» What you have to do: All records after this line are to be returned verbatim.

» Data:
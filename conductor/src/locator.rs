use tracing::{debug, instrument, warn};

use crate::config::AutomationConfig;
use crate::element::UIElement;
use crate::errors::AutomationError;
use crate::platform::PlatformBackend;
use crate::selector::Selector;
use std::sync::Arc;

// How much wider than the configured defaults the child probe scans.
const CHILD_PROBE_DEPTH_FACTOR: usize = 2;
const CHILD_PROBE_RESULT_FACTOR: usize = 4;

/// A high-level API for finding UI elements.
///
/// Wraps the raw platform accessibility query with adapter-level defaults
/// for depth and result caps, and with the geometric child-detection
/// heuristic (see [`Locator::children_of`]).
#[derive(Clone)]
pub struct Locator {
    backend: Arc<dyn PlatformBackend>,
    max_depth: usize,
    max_results: usize,
}

impl Locator {
    pub fn new(backend: Arc<dyn PlatformBackend>, config: &AutomationConfig) -> Self {
        Self {
            backend,
            max_depth: config.max_search_depth,
            max_results: config.max_search_results,
        }
    }

    /// The application's top-level elements only, without descending into
    /// the tree and without loading children.
    #[instrument(level = "debug", skip(self))]
    pub fn top_level(&self, app: &str) -> Result<Vec<UIElement>, AutomationError> {
        let elements = self.backend.elements(app, None, 1, self.max_results)?;
        debug!(count = elements.len(), "found top-level elements");
        Ok(elements)
    }

    /// All elements in `app` matching `selector`, scanning up to `depth`
    /// levels and capping at `limit` matches (adapter defaults when omitted).
    /// Zero matches is a successful empty result; an unreachable application
    /// is an error.
    #[instrument(level = "debug", skip(self, selector))]
    pub fn query(
        &self,
        app: &str,
        selector: &Selector,
        depth: Option<usize>,
        limit: Option<usize>,
    ) -> Result<Vec<UIElement>, AutomationError> {
        let depth = depth.unwrap_or(self.max_depth);
        let limit = limit.unwrap_or(self.max_results);
        let elements = self.backend.elements(app, Some(selector), depth, limit)?;
        debug!(
            selector = %selector,
            count = elements.len(),
            "selector query finished"
        );
        Ok(elements)
    }

    /// First element matching `selector`, or `ElementNotFound`.
    pub fn first(&self, app: &str, selector: &Selector) -> Result<UIElement, AutomationError> {
        self.query(app, selector, None, None)?
            .into_iter()
            .next()
            .ok_or_else(|| {
                AutomationError::ElementNotFound(format!(
                    "no element matching '{selector}' in application '{app}'"
                ))
            })
    }

    /// Approximate the children of `parent` by re-querying the application
    /// broadly and keeping candidates whose bounding rectangle is fully
    /// contained within the parent's rectangle.
    ///
    /// Child enumeration is not a first-class operation of the underlying
    /// platform API, so this is a documented heuristic rather than a
    /// guarantee of logical parent/child fidelity: elements without reported
    /// bounds can never be classified as children, and unrelated elements
    /// whose bounds happen to fall inside the parent are false positives.
    #[instrument(level = "debug", skip(self, parent))]
    pub fn children_of(
        &self,
        app: &str,
        parent: &UIElement,
    ) -> Result<Vec<UIElement>, AutomationError> {
        let Some(parent_bounds) = parent.bounds else {
            warn!(
                element_ref = %parent.element_ref,
                "parent has no reported bounds, geometric child detection cannot run"
            );
            return Ok(Vec::new());
        };

        let candidates = self.backend.elements(
            app,
            None,
            self.max_depth.saturating_mul(CHILD_PROBE_DEPTH_FACTOR),
            self.max_results.saturating_mul(CHILD_PROBE_RESULT_FACTOR),
        )?;

        let children: Vec<UIElement> = candidates
            .into_iter()
            .filter(|candidate| {
                if candidate.element_ref == parent.element_ref {
                    return false;
                }
                match candidate.bounds {
                    // An identical rectangle is almost certainly the parent
                    // re-found under another snapshot, not a child.
                    Some(b) => b != parent_bounds && parent_bounds.contains(&b),
                    None => false,
                }
            })
            .collect();

        debug!(count = children.len(), "geometric child probe finished");
        Ok(children)
    }
}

» Task solution:
filename conductor/src/locator.rs
use tracing::{debug, instrument, warn};

use crate::config::AutomationConfig;
use crate::element::UIElement;
use crate::errors::AutomationError;
use crate::platform::PlatformBackend;
use crate::selector::Selector;
use std::sync::Arc;

// How much wider than the configured defaults the child probe scans.
const CHILD_PROBE_DEPTH_FACTOR: usize = 2;
const CHILD_PROBE_RESULT_FACTOR: usize = 4;

/// A high-level API for finding UI elements.
///
/// Wraps the raw platform accessibility query with adapter-level defaults
/// for depth and result caps, and with the geometric child-detection
/// heuristic (see [`Locator::children_of`]).
#[derive(Clone)]
pub struct Locator {
    backend: Arc<dyn PlatformBackend>,
    max_depth: usize,
    max_results: usize,
}

impl Locator {
    pub fn new(backend: Arc<dyn PlatformBackend>, config: &AutomationConfig) -> Self {
        Self {
            backend,
            max_depth: config.max_search_depth,
            max_results: config.max_search_results,
        }
    }

    /// The application's top-level elements only, without descending into
    /// the tree and without loading children.
    #[instrument(level = "debug", skip(self))]
    pub fn top_level(&self, app: &str) -> Result<Vec<UIElement>, AutomationError> {
        let elements = self.backend.elements(app, None, 1, self.max_results)?;
        debug!(count = elements.len(), "found top-level elements");
        Ok(elements)
    }

    /// All elements in `app` matching `selector`, scanning up to `depth`
    /// levels and capping at `limit` matches (adapter defaults when omitted).
    /// Zero matches is a successful empty result; an unreachable application
    /// is an error.
    #[instrument(level = "debug", skip(self, selector))]
    pub fn query(
        &self,
        app: &str,
        selector: &Selector,
        depth: Option<usize>,
        limit: Option<usize>,
    ) -> Result<Vec<UIElement>, AutomationError> {
        let depth = depth.unwrap_or(self.max_depth);
        let limit = limit.unwrap_or(self.max_results);
        let elements = self.backend.elements(app, Some(selector), depth, limit)?;
        debug!(
            selector = %selector,
            count = elements.len(),
            "selector query finished"
        );
        Ok(elements)
    }

    /// First element matching `selector`, or `ElementNotFound`.
    pub fn first(&self, app: &str, selector: &Selector) -> Result<UIElement, AutomationError> {
        self.query(app, selector, None, None)?
            .into_iter()
            .next()
            .ok_or_else(|| {
                AutomationError::ElementNotFound(format!(
                    "no element matching '{selector}' in application '{app}'"
                ))
            })
    }

    /// Approximate the children of `parent` by re-querying the application
    /// broadly and keeping candidates whose bounding rectangle is fully
    /// contained within the parent's rectangle.
    ///
    /// Child enumeration is not a first-class operation of the underlying
    /// platform API, so this is a documented heuristic rather than a
    /// guarantee of logical parent/child fidelity: elements without reported
    /// bounds can never be classified as children, and unrelated elements
    /// whose bounds happen to fall inside the parent are false positives.
    #[instrument(level = "debug", skip(self, parent))]
    pub fn children_of(
        &self,
        app: &str,
        parent: &UIElement,
    ) -> Result<Vec<UIElement>, AutomationError> {
        let Some(parent_bounds) = parent.bounds else {
            warn!(
                element_ref = %parent.element_ref,
                "parent has no reported bounds, geometric child detection cannot run"
            );
            return Ok(Vec::new());
        };

        let candidates = self.backend.elements(
            app,
            None,
            self.max_depth.saturating_mul(CHILD_PROBE_DEPTH_FACTOR),
            self.max_results.saturating_mul(CHILD_PROBE_RESULT_FACTOR),
        )?;

        let children: Vec<UIElement> = candidates
            .into_iter()
            .filter(|candidate| {
                if candidate.element_ref == parent.element_ref {
                    return false;
                }
                match candidate.bounds {
                    // An identical rectangle is almost certainly the parent
                    // re-found under another snapshot, not a child.
                    Some(b) => b != parent_bounds && parent_bounds.contains(&b),
                    None => false,
                }
            })
            .collect();

        debug!(count = children.len(), "geometric child probe finished");
        Ok(children)
    }
}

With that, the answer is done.